I just read a great BBC article that I wanted to share with you that pertains to how to deal with eating in stressful times.
I’ll add the link at the bottom.
By now I’m sure you have heard someone mention or see a meme about how they might be getting the COVID-19lbs. Meaning that while we are dealing with this pandemic, they are resorting to food for comfort
A lot of our normal routines are out of wack. For many of us, our gyms and workout classes are closed. Even other outdoor activities such as golf, surfing, or any Bootcamp type classes are off-limits.
This is definitely a different time we are in.
Our brains are wired to avoid pain and seek out pleasure. And for many of us, sugary, processed, concentrated foods give us a source of pleasure. This is a form of buffering. Meaning, a way to avoid dealing with emotions.
That is why it is so common for someone to reach for sweet sugary snacks when stressed. Chocolate is a big one for me.
This can help feel good in the short term, but many times, it leads to feelings of guilt, shame and more stress.
Emotional eating is very common. Whether it be because of stress, depression, boredom, etc.
The BBC article I mentioned above gave some good pointers to help avoid being triggered to reach for those types of foods.
The first pointer is to stay social. Humans aren’t meant to be locked up and separated from each other. Luckily for us, we have technology that can help us stay connected.
If you are feeling stressed, lonely, or bored, reach out to a friend. They may just feel the same way.
I just had a zoom call yesterday with friends that were in SoCal, Washington DC, and Texas. It was a great hour and a half of laughing and getting caught up.
Some other friends had a Zoom happy hour. You can spend time with your friends sipping on your favorite drink and maybe even share what you made and how you made it.
We are very fortunate to have this type of technology at our fingertips right now.
Eating meals with your family is another great option.
MANAGE YOUR TRIGGERS
Social Media and following the media are big triggers. The whole mission of the media is to grab as much of your mindshare as possible.
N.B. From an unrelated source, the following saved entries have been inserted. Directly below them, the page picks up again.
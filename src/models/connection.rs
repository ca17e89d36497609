//! Connection-related data models.
//!
//! This module defines the connection configuration shared by every dialect
//! adapter, plus the password-free projections handed back to callers.

use crate::error::{DbError, DbResult};
use serde::{Deserialize, Serialize};

/// Default maximum pool size when the config does not set one.
pub const DEFAULT_MAX_CONNECTIONS: u32 = 10;

/// Default minimum pool size when the config does not set one.
pub const DEFAULT_MIN_CONNECTIONS: u32 = 0;

/// Default idle timeout for pooled connections, in milliseconds.
pub const DEFAULT_IDLE_TIMEOUT_MILLIS: u64 = 30_000;

/// Default connect timeout, in milliseconds.
pub const DEFAULT_CONNECT_TIMEOUT_MILLIS: u64 = 15_000;

/// Supported database dialects.
#[derive(Debug, Clone, Copy, PartialEq, Eq, Hash, Serialize, Deserialize)]
pub enum DatabaseType {
    /// Includes MariaDB
    #[serde(rename = "mysql")]
    MySql,
    #[serde(rename = "postgresql")]
    Postgres,
    /// Microsoft SQL Server / Azure SQL
    #[serde(rename = "mssql")]
    SqlServer,
    #[serde(rename = "oracle")]
    Oracle,
}

impl DatabaseType {
    /// All dialects this crate can connect to.
    pub const ALL: [DatabaseType; 4] = [
        DatabaseType::MySql,
        DatabaseType::Postgres,
        DatabaseType::SqlServer,
        DatabaseType::Oracle,
    ];

    /// The canonical configuration tag for this dialect.
    pub fn as_str(&self) -> &'static str {
        match self {
            Self::MySql => "mysql",
            Self::Postgres => "postgresql",
            Self::SqlServer => "mssql",
            Self::Oracle => "oracle",
        }
    }

    /// Get the display name for this dialect.
    pub fn display_name(&self) -> &'static str {
        match self {
            Self::MySql => "MySQL",
            Self::Postgres => "PostgreSQL",
            Self::SqlServer => "SQL Server",
            Self::Oracle => "Oracle",
        }
    }

    /// Get the default server port for this dialect.
    pub fn default_port(&self) -> u16 {
        match self {
            Self::MySql => 3306,
            Self::Postgres => 5432,
            Self::SqlServer => 1433,
            Self::Oracle => 1521,
        }
    }
}
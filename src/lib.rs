//! Database introspection and DDL generation engine.
//!
//! One async contract over four SQL dialects (MySQL, PostgreSQL,
//! SQL Server, Oracle): connect, run queries and transactions, walk the
//! catalog (schemas, tables, columns, indexes) and generate CREATE TABLE
//! scripts. Named connections live in a [`ConnectionRegistry`]; per-dialect
//! behavior sits behind the [`Adapter`] trait.

pub mod db;
pub mod error;
pub mod models;
pub mod validate;

pub use db::adapter::Adapter;
pub use db::adapters::AnyAdapter;
pub use db::builder::SqlBuilder;
pub use db::factory;
pub use db::registry::{ConnectionRegistry, Connector, DialectConnector};
pub use error::{DbError, DbResult};
pub use models::{ConnectionConfig, DatabaseType, DialectOptions, QueryParam, QueryResult};
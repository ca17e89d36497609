//! Oracle adapter backed by the blocking oracle driver.
//!
//! The driver has no async API, so every call runs inside
//! `tokio::task::spawn_blocking` to keep the contract non-blocking.

use std::sync::Arc;
use std::sync::atomic::{AtomicBool, Ordering};
use std::time::Instant;

use async_trait::async_trait;
use oracle::sql_type::{OracleType, ToSql};
use serde_json::Value as JsonValue;
use tracing::{debug, warn};

use crate::db::adapter::{Adapter, is_row_returning, string_field};
use crate::db::adapters::{PlaceholderStyle, connect_error, number_placeholders};
use crate::db::builder::{OracleBuilder, SqlBuilder};
use crate::db::ddl;
use crate::db::decode::{encode_binary, float_to_json};
use crate::error::{DbError, DbResult};
use crate::models::{
    ColumnInfo, ColumnMetadata, ConnectionConfig, DatabaseType, IndexInfo, QueryParam,
    QueryResult,
};

/// Adapter for Oracle Database servers.
#[derive(Clone)]
pub struct OracleAdapter {
    id: String,
    pool: Arc<oracle::pool::Pool>,
    connected: Arc<AtomicBool>,
    builder: OracleBuilder,
}

impl std::fmt::Debug for OracleAdapter {
    fn fmt(&self, f: &mut std::fmt::Formatter<'_>) -> std::fmt::Result {
        f.debug_struct("OracleAdapter")
            .field("id", &self.id)
            .finish_non_exhaustive()
    }
}

impl OracleAdapter {
    /// Open a session pool for `config`. Fails if the listener cannot be
    /// reached or rejects the credentials.
    pub async fn connect(config: &ConnectionConfig) -> DbResult<Self> {
        let connect_string = oracle_connect_string(config);
        let user = config.user.clone();
        let password = config.password.clone();
        let max_connections = config.pool.max_connections_or_default();
        let min_connections = config.pool.min_connections_or_default();

        let pool = tokio::task::spawn_blocking(move || {
            oracle::pool::PoolBuilder::new(user, password, connect_string)
                .max_connections(max_connections)
                .min_connections(min_connections)
                .build()
        })
        .await
        .map_err(join_error)?
        .map_err(|e| {
            connect_error(
                DatabaseType::Oracle,
                &config.host,
                config.effective_port(),
                e,
            )
        })?;
        let pool = Arc::new(pool);

        // Probe a session so bad credentials or an unreachable listener fail
        // here rather than on the first query.
        let probe = pool.clone();
        tokio::task::spawn_blocking(move || {
            let conn = probe.get()?;
            conn.query_row_as::<i64>("SELECT 1 FROM DUAL", &[])?;
            Ok::<_, oracle::Error>(())
        })
        .await
        .map_err(join_error)?
        .map_err(|e| {
            connect_error(
                DatabaseType::Oracle,
                &config.host,
                config.effective_port(),
                e,
            )
        })?;

        Ok(Self {
            id: config.id.clone(),
            pool,
            connected: Arc::new(AtomicBool::new(true)),
            builder: OracleBuilder,
        })
    }
}

fn oracle_connect_string(config: &ConnectionConfig) -> String {
    if let Some(oracle) = &config.options.oracle {
        if let Some(connect_string) = &oracle.connect_string {
            return connect_string.clone();
        }
    }
    let service = config.database.as_deref().unwrap_or("ORCL");
    format!("//{}:{}/{}", config.host, config.effective_port(), service)
}

fn join_error(err: tokio::task::JoinError) -> DbError {
    DbError::internal(format!("Oracle worker task failed: {}", err))
}

fn oracle_params(params: &[QueryParam]) -> Vec<Box<dyn ToSql>> {
    params
        .iter()
        .map(|param| -> Box<dyn ToSql> {
            match param {
                QueryParam::Null => Box::new(None::<String>),
                QueryParam::Bool(v) => Box::new(i64::from(*v)),
                QueryParam::Int(v) => Box::new(*v),
                QueryParam::Float(v) => Box::new(*v),
                QueryParam::String(v) => Box::new(v.clone()),
                QueryParam::Bytes(v) => Box::new(v.clone()),
            }
        })
        .collect()
}

fn map_row(
    row: &oracle::Row,
    columns: &[(String, OracleType)],
) -> serde_json::Map<String, JsonValue> {
    let mut map = serde_json::Map::new();
    for (idx, (name, otype)) in columns.iter().enumerate() {
        map.insert(name.clone(), cell_to_json(row, idx, otype));
    }
    map
}

fn cell_to_json(row: &oracle::Row, idx: usize, otype: &OracleType) -> JsonValue {
    match otype {
        OracleType::Varchar2(_)
        | OracleType::NVarchar2(_)
        | OracleType::Char(_)
        | OracleType::NChar(_)
        | OracleType::CLOB
        | OracleType::NCLOB
        | OracleType::Long
        | OracleType::Rowid => string_cell(row, idx),
        OracleType::Raw(_) | OracleType::LongRaw | OracleType::BLOB => {
            match row.get::<usize, Option<Vec<u8>>>(idx) {
                Ok(Some(bytes)) => encode_binary(&bytes),
                _ => JsonValue::Null,
            }
        }
        OracleType::Date | OracleType::Timestamp(_) => {
            match row.get::<usize, Option<chrono::NaiveDateTime>>(idx) {
                Ok(Some(dt)) => JsonValue::String(dt.format("%Y-%m-%d %H:%M:%S%.f").to_string()),
                _ => JsonValue::Null,
            }
        }
        OracleType::TimestampTZ(_) | OracleType::TimestampLTZ(_) => {
            match row.get::<usize, Option<chrono::DateTime<chrono::Utc>>>(idx) {
                Ok(Some(dt)) => JsonValue::String(dt.to_rfc3339()),
                _ => JsonValue::Null,
            }
        }
        OracleType::Number(_, scale) if *scale <= 0 => integer_cell(row, idx),
        OracleType::Int64 | OracleType::UInt64 => integer_cell(row, idx),
        OracleType::Number(..)
        | OracleType::Float(_)
        | OracleType::BinaryFloat
        | OracleType::BinaryDouble => float_cell(row, idx),
        _ => string_cell(row, idx),
    }
}

fn string_cell(row: &oracle::Row, idx: usize) -> JsonValue {
    match row.get::<usize, Option<String>>(idx) {
        Ok(Some(s)) => JsonValue::String(s),
        _ => JsonValue::Null,
    }
}

/// NUMBER columns with a non-positive scale; falls back to float when the
/// value does not fit an integer after all.
fn integer_cell(row: &oracle::Row, idx: usize) -> JsonValue {
    match row.get::<usize, Option<i64>>(idx) {
        Ok(Some(n)) => JsonValue::Number(n.into()),
        Ok(None) => JsonValue::Null,
        Err(_) => float_cell(row, idx),
    }
}

fn float_cell(row: &oracle::Row, idx: usize) -> JsonValue {
    match row.get::<usize, Option<f64>>(idx) {
        Ok(Some(v)) => float_to_json(v),
        Ok(None) => JsonValue::Null,
        Err(_) => string_cell(row, idx),
    }
}

enum Fetched {
    Rows {
        columns: Vec<(String, OracleType)>,
        rows: Vec<serde_json::Map<String, JsonValue>>,
    },
    Affected(u64),
}

#[async_trait]
impl Adapter for OracleAdapter {
    fn connection_id(&self) -> &str {
        &self.id
    }

    fn database_type(&self) -> DatabaseType {
        DatabaseType::Oracle
    }

    fn builder(&self) -> &dyn SqlBuilder {
        &self.builder
    }

    async fn disconnect(&self) -> DbResult<()> {
        // Sessions close when the last pool handle drops.
        self.connected.store(false, Ordering::SeqCst);
        Ok(())
    }

    fn is_connected(&self) -> bool {
        self.connected.load(Ordering::SeqCst)
    }

    async fn ping(&self) -> bool {
        let pool = self.pool.clone();
        let result = tokio::task::spawn_blocking(move || {
            let conn = pool.get()?;
            conn.query_row_as::<i64>("SELECT 1 FROM DUAL", &[])?;
            Ok::<_, oracle::Error>(())
        })
        .await;
        match result {
            Ok(Ok(())) => true,
            Ok(Err(err)) => {
                debug!(connection_id = %self.id, error = %err, "Oracle ping failed");
                false
            }
            Err(err) => {
                debug!(connection_id = %self.id, error = %err, "Oracle ping task failed");
                false
            }
        }
    }

    async fn execute_query(&self, sql: &str, params: &[QueryParam]) -> DbResult<QueryResult> {
        let start = Instant::now();
        debug!(
            connection_id = %self.id,
            sql = %sql,
            param_count = params.len(),
            "Executing Oracle statement"
        );

        // The driver only understands :N placeholders.
        let sql = if params.is_empty() {
            sql.to_string()
        } else {
            number_placeholders(sql, PlaceholderStyle::Colon)
        };
        let row_returning = is_row_returning(&sql);
        let params = params.to_vec();
        let pool = self.pool.clone();

        let fetched = tokio::task::spawn_blocking(move || -> Result<Fetched, oracle::Error> {
            let conn = pool.get()?;
            let boxed = oracle_params(&params);
            let refs: Vec<&dyn ToSql> = boxed.iter().map(|b| b.as_ref()).collect();
            if row_returning {
                let result_set = conn.query(&sql, &refs)?;
                let columns: Vec<(String, OracleType)> = result_set
                    .column_info()
                    .iter()
                    .map(|info| (info.name().to_string(), info.oracle_type().clone()))
                    .collect();
                let mut rows = Vec::new();
                for row in result_set {
                    let row = row?;
                    rows.push(map_row(&row, &columns));
                }
                Ok(Fetched::Rows { columns, rows })
            } else {
                let statement = conn.execute(&sql, &refs)?;
                let affected = statement.row_count()?;
                conn.commit()?;
                Ok(Fetched::Affected(affected))
            }
        })
        .await
        .map_err(join_error)??;

        let elapsed = start.elapsed().as_millis() as u64;
        match fetched {
            Fetched::Rows { columns, rows } => Ok(QueryResult {
                columns: columns
                    .into_iter()
                    .map(|(name, otype)| ColumnMetadata::new(name, otype.to_string(), true))
                    .collect(),
                rows,
                rows_affected: None,
                execution_time_ms: elapsed,
            }),
            Fetched::Affected(affected) => Ok(QueryResult::write_result(affected, elapsed)),
        }
    }

    async fn execute_transaction(&self, statements: &[String]) -> DbResult<u64> {
        debug!(
            connection_id = %self.id,
            statement_count = statements.len(),
            "Executing Oracle transaction"
        );
        let statements = statements.to_vec();
        let pool = self.pool.clone();
        let id = self.id.clone();
        tokio::task::spawn_blocking(move || -> DbResult<u64> {
            let conn = pool.get().map_err(DbError::from)?;
            let mut total = 0u64;
            for (idx, sql) in statements.iter().enumerate() {
                match conn.execute(sql, &[]) {
                    Ok(statement) => {
                        total += statement.row_count().map_err(DbError::from)?;
                    }
                    Err(err) => {
                        if let Err(rollback_err) = conn.rollback() {
                            warn!(
                                connection_id = %id,
                                error = %rollback_err,
                                "Rollback failed after statement error"
                            );
                        }
                        return Err(DbError::transaction(idx + 1, err.to_string()));
                    }
                }
            }
            conn.commit().map_err(DbError::from)?;
            Ok(total)
        })
        .await
        .map_err(join_error)?
    }

    /// `DBMS_METADATA.GET_DDL` gives the authoritative DDL, so prefer it over
    /// rebuilding from catalog metadata.
    async fn native_table_ddl(&self, schema: &str, table: &str) -> DbResult<Option<String>> {
        let sql = self.builder.table_ddl_query(schema, table);
        let result = self.execute_query(&sql, &[]).await?;
        let ddl = result.rows.first().and_then(|row| string_field(row, "ddl"));
        Ok(ddl)
    }

    fn build_create_table(
        &self,
        schema: &str,
        table: &str,
        columns: &[ColumnInfo],
        indexes: &[IndexInfo],
    ) -> String {
        ddl::oracle_create_table(schema, table, columns, indexes)
    }
}
#[cfg(test)]
mod tests {
    use super::*;

    #[test]
    fn test_categorize_type_numeric_families() {
        assert_eq!(categorize_type("INT"), TypeCategory::Integer);
        assert_eq!(categorize_type("BIGINT"), TypeCategory::Integer);
        assert_eq!(categorize_type("SERIAL"), TypeCategory::Integer);
        assert_eq!(categorize_type("DECIMAL"), TypeCategory::Decimal);
        assert_eq!(categorize_type("NUMERIC"), TypeCategory::Decimal);
        assert_eq!(categorize_type("FLOAT8"), TypeCategory::Float);
        assert_eq!(categorize_type("DOUBLE"), TypeCategory::Float);
    }

    #[test]
    fn test_categorize_type_temporal() {
        assert_eq!(categorize_type("DATETIME"), TypeCategory::DateTime);
        assert_eq!(categorize_type("TIMESTAMP"), TypeCategory::DateTime);
        assert_eq!(categorize_type("TIMESTAMPTZ"), TypeCategory::DateTime);
        assert_eq!(categorize_type("DATE"), TypeCategory::Date);
        assert_eq!(categorize_type("TIME"), TypeCategory::Time);
    }

    #[test]
    fn test_categorize_type_misc() {
        assert_eq!(categorize_type("json"), TypeCategory::Json);
        assert_eq!(categorize_type("jsonb"), TypeCategory::Json);
        assert_eq!(categorize_type("uuid"), TypeCategory::Uuid);
        assert_eq!(categorize_type("BYTEA"), TypeCategory::Binary);
        assert_eq!(categorize_type("VARBINARY"), TypeCategory::Binary);
        assert_eq!(categorize_type("VARCHAR"), TypeCategory::Unknown);
        assert_eq!(categorize_type("TINYTEXT"), TypeCategory::Unknown);
    }

    #[test]
    fn test_encode_binary() {
        assert_eq!(
            encode_binary(b"hello world"),
            JsonValue::String("aGVsbG8gd29ybGQ=".to_string())
        );
        assert_eq!(encode_binary(&[]), JsonValue::String(String::new()));
    }
}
Knowing that our brains are constantly seeking pleasure and searching for ways to avoid pain, it is easy to get caught up watching the news and scrolling through social media all day.
Most of the time, these types of activities don’t leave you feeling better.
One thing you can do to combat this is to spend as much time on something positive. Whether it be reading a book, listening to a podcast, or doing something productive.
The article talk about having 30 minutes of “worry time”. Set a timer and let all your stress, frustrations, and worries out. Write it out on paper and get it out of your head. This alone might be a game-changer for many.
Think of different ways you can distract yourself positively. Go for a walk, work on a project, etc. Think of positive thoughts or mantras you can tell yourself.
The list can go on and on.
Learning to manage stress and manage our urges for food in times like this can be challenging for some people.
Take advantage of this time to self connect. The social pressures of going out to dinner or functions are gone. This is the perfect opportunity to start practicing how to manage your thoughts around food.
Many of you, control what comes into your home.
If you take the opportunity, I promise you will be stronger, wiser, and feel better.